[Opening Material shown section]
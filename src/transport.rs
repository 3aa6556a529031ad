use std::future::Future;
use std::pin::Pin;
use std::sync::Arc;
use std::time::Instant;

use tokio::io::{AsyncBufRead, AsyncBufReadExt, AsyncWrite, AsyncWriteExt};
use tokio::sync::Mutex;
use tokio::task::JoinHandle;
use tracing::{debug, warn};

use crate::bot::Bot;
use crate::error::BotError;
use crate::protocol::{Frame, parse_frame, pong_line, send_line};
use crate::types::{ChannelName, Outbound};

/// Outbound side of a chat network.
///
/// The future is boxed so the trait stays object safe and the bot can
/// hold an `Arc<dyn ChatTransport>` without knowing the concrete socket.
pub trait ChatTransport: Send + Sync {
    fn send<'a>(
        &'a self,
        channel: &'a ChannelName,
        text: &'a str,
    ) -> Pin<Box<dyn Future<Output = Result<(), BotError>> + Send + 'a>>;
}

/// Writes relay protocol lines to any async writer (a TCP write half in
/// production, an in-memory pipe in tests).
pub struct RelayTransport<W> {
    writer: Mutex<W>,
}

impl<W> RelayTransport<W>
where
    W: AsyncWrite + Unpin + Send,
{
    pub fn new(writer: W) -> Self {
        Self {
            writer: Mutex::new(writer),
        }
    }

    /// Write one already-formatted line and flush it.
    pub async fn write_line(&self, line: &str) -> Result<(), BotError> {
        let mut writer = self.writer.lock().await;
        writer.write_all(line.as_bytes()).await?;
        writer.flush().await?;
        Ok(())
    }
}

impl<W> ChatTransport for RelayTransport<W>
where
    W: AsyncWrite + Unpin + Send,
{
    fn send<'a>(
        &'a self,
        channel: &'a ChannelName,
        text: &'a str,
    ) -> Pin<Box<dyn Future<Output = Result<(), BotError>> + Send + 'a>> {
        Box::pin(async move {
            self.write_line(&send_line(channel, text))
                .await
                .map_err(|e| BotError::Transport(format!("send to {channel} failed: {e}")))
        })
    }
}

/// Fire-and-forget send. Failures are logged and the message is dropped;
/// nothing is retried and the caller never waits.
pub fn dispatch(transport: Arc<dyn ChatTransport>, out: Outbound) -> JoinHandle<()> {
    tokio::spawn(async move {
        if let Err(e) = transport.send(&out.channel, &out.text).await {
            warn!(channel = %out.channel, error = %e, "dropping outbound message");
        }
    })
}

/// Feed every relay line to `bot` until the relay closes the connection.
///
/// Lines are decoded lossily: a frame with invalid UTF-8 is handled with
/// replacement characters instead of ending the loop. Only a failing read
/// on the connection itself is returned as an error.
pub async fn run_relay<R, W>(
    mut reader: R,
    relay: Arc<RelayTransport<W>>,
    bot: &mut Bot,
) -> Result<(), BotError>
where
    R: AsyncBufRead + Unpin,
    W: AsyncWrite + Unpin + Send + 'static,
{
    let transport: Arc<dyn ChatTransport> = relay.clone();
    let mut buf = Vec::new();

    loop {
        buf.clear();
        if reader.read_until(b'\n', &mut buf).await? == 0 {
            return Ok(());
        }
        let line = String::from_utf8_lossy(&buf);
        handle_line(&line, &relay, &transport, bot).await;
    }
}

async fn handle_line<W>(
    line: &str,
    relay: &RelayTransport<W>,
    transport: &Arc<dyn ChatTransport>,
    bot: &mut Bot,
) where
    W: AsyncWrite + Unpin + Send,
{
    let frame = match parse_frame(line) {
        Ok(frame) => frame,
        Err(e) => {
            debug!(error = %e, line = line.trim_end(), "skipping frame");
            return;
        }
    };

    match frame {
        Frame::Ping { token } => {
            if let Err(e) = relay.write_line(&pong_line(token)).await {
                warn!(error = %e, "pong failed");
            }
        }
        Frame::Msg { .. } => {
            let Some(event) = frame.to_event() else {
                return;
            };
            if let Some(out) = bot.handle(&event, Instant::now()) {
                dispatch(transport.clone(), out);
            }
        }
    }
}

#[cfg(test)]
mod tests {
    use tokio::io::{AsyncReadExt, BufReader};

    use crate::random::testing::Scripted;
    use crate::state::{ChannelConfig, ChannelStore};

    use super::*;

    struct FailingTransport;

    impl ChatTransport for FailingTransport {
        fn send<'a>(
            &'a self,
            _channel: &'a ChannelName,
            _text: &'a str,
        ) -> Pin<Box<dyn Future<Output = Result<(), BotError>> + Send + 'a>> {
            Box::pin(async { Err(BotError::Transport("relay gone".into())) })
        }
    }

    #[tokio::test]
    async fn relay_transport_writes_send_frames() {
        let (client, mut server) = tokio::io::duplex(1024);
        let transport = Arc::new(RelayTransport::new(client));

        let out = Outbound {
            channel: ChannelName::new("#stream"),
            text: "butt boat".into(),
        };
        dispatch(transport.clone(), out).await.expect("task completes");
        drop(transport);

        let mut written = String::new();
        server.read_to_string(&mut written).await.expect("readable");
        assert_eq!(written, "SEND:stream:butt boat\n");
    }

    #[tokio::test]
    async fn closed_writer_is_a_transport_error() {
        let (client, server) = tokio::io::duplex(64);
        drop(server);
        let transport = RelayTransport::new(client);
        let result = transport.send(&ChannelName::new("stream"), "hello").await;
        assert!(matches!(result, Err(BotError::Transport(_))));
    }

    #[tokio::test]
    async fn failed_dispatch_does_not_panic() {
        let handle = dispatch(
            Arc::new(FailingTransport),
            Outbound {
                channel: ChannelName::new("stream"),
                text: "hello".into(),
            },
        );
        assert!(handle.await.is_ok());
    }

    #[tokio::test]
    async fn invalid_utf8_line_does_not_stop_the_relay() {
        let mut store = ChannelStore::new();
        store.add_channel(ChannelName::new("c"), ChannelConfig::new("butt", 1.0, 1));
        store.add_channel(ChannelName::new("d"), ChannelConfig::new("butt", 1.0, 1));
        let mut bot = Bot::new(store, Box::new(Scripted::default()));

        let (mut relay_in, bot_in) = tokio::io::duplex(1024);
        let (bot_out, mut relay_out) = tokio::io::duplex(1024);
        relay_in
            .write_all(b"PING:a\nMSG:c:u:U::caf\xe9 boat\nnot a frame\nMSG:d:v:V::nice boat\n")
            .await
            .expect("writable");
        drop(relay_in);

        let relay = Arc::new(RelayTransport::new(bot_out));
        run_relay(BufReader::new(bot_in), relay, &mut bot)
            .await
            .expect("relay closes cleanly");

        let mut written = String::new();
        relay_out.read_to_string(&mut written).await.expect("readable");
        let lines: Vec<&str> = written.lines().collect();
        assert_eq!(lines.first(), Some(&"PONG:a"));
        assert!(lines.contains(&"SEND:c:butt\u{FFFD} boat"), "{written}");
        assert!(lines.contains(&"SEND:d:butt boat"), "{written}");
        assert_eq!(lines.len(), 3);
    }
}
[Closing Material shown section]
[Opening Material shown section]
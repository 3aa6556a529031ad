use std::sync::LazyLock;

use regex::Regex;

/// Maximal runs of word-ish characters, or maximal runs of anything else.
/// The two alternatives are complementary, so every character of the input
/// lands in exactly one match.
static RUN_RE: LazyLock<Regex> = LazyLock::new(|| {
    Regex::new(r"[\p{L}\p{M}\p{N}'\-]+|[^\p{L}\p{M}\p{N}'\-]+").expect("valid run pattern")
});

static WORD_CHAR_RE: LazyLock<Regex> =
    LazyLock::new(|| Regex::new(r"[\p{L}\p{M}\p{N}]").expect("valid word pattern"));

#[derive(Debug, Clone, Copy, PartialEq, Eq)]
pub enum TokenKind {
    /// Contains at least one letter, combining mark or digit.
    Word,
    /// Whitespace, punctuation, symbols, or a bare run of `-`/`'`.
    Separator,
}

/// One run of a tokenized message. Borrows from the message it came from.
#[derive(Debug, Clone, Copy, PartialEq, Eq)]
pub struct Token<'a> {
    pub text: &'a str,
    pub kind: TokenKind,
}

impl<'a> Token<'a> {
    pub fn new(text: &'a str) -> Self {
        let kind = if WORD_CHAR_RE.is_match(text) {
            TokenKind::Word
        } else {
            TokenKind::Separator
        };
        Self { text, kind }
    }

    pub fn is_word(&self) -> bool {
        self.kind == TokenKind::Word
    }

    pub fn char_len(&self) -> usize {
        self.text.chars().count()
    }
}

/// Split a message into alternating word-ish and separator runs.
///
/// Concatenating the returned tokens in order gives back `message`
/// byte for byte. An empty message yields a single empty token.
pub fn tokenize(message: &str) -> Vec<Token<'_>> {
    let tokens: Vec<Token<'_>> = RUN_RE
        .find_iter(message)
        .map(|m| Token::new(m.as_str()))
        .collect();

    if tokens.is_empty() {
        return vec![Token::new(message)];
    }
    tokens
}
[Closing Material shown section]
[Opening Material shown section]
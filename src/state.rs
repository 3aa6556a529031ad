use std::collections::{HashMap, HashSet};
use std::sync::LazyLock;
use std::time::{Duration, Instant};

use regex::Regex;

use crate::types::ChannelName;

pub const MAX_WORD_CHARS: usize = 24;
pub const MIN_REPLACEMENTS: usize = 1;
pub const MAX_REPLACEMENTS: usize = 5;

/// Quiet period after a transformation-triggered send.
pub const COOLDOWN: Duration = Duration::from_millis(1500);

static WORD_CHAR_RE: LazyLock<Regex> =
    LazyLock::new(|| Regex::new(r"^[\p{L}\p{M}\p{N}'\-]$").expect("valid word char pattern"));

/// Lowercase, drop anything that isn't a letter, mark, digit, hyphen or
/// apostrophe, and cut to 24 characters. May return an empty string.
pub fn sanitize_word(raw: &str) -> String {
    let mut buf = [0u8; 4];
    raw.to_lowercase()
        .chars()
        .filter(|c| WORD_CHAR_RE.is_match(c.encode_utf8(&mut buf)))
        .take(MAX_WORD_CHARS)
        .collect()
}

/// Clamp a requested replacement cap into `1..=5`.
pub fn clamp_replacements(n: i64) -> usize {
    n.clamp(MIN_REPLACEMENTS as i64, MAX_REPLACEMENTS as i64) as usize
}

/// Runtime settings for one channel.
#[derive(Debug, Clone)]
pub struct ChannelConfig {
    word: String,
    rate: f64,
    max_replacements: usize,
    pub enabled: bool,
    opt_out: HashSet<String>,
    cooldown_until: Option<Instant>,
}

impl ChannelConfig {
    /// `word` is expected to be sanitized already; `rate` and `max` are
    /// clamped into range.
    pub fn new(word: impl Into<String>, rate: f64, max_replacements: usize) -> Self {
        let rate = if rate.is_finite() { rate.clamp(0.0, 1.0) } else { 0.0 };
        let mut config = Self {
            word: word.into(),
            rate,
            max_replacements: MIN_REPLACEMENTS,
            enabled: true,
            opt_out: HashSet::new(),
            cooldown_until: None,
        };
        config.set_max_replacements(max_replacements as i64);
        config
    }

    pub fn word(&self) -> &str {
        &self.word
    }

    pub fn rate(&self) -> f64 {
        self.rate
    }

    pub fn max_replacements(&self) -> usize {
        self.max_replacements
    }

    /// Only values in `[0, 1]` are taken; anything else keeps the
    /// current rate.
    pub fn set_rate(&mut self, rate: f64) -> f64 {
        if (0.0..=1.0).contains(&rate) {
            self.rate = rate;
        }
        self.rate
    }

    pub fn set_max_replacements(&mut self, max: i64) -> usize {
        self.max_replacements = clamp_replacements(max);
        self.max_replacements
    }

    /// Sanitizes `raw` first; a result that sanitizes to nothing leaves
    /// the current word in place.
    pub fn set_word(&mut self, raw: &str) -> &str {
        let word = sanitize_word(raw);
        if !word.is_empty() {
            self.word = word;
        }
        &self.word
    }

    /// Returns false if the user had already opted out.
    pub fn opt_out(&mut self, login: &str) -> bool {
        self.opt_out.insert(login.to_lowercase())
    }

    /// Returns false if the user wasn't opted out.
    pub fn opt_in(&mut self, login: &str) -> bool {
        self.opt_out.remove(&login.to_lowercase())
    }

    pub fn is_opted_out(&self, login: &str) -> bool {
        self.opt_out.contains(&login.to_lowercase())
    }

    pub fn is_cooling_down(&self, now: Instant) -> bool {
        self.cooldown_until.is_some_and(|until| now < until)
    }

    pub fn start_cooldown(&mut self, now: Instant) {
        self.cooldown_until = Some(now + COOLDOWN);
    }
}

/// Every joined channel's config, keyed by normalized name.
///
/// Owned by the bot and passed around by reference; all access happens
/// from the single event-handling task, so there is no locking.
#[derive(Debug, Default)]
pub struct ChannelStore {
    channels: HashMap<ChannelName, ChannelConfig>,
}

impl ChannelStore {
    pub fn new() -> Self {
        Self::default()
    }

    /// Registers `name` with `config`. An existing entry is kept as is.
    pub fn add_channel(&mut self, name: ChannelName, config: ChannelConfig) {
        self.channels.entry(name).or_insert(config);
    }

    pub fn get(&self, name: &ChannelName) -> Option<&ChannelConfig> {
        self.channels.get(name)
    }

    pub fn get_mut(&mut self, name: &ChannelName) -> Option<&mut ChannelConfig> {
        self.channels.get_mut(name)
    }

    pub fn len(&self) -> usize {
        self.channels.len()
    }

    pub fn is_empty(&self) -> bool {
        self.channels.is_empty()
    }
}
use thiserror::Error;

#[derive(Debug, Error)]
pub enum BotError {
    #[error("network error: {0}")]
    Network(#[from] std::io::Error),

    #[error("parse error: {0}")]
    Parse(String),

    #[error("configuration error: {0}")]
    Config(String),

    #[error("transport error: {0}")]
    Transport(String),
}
[Closing Material shown section]
Where does the word "entry" appear in the records above? Return every line that holds it.

    /// Registers `name` with `config`. An existing entry is kept as is.
        self.channels.entry(name).or_insert(config);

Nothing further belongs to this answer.